Description of the task:
Write out the data below exactly, beginning with the first line and ending once the line that has "pub const CYCLIC_TIMEOUT_US: u64 = 2_000_000;" is written.

Saved entries:
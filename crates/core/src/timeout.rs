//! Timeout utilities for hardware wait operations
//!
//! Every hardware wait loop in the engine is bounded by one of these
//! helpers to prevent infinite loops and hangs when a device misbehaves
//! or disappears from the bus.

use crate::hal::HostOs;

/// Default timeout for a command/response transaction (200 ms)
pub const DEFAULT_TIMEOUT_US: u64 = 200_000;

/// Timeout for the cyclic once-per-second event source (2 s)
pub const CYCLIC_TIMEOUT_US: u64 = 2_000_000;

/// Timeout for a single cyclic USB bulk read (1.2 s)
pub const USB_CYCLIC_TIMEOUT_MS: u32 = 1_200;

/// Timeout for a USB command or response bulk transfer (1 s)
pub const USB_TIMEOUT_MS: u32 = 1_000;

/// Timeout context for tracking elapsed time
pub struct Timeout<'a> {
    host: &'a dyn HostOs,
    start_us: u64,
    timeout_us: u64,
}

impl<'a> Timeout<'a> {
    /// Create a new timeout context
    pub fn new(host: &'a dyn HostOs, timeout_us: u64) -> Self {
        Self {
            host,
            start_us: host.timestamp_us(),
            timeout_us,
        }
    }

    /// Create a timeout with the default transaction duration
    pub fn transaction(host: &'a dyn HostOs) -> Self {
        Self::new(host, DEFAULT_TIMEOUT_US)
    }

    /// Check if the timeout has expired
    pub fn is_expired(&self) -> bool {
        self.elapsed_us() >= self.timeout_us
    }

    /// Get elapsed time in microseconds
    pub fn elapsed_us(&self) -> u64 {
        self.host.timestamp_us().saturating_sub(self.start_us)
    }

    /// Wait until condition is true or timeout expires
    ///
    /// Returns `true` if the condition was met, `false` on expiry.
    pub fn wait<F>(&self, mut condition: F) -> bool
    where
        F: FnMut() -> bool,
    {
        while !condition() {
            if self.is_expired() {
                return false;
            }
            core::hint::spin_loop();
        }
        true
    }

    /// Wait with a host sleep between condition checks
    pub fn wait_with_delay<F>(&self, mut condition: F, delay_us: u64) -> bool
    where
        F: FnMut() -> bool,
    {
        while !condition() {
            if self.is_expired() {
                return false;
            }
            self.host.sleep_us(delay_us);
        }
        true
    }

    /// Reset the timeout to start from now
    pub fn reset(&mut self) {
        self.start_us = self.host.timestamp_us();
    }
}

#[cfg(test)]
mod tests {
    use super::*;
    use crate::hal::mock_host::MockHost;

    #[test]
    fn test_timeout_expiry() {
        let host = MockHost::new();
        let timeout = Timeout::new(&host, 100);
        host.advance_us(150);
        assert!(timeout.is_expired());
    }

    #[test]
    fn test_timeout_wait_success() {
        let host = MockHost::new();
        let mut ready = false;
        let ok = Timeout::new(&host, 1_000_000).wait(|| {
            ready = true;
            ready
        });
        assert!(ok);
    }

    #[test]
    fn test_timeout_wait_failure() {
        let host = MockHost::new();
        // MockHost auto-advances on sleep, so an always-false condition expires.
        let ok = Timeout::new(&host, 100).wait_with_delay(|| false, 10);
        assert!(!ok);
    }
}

Exercise response:
filename crates/core/src/timeout.rs
//! Timeout utilities for hardware wait operations
//!
//! Every hardware wait loop in the engine is bounded by one of these
//! helpers to prevent infinite loops and hangs when a device misbehaves
//! or disappears from the bus.

use crate::hal::HostOs;

/// Default timeout for a command/response transaction (200 ms)
pub const DEFAULT_TIMEOUT_US: u64 = 200_000;

/// Timeout for the cyclic once-per-second event source (2 s)
pub const CYCLIC_TIMEOUT_US: u64 = 2_000_000;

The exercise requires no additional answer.